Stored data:
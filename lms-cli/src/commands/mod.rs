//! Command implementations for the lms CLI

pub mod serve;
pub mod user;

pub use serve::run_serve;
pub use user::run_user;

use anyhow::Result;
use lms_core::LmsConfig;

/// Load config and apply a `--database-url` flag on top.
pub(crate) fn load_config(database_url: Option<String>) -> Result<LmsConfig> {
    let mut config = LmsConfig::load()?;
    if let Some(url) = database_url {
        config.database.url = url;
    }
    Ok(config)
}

**Task**
Go through the records above and, whenever a line includes the word "serve", copy it.

**The completed task**
pub mod serve;
pub use serve::run_serve;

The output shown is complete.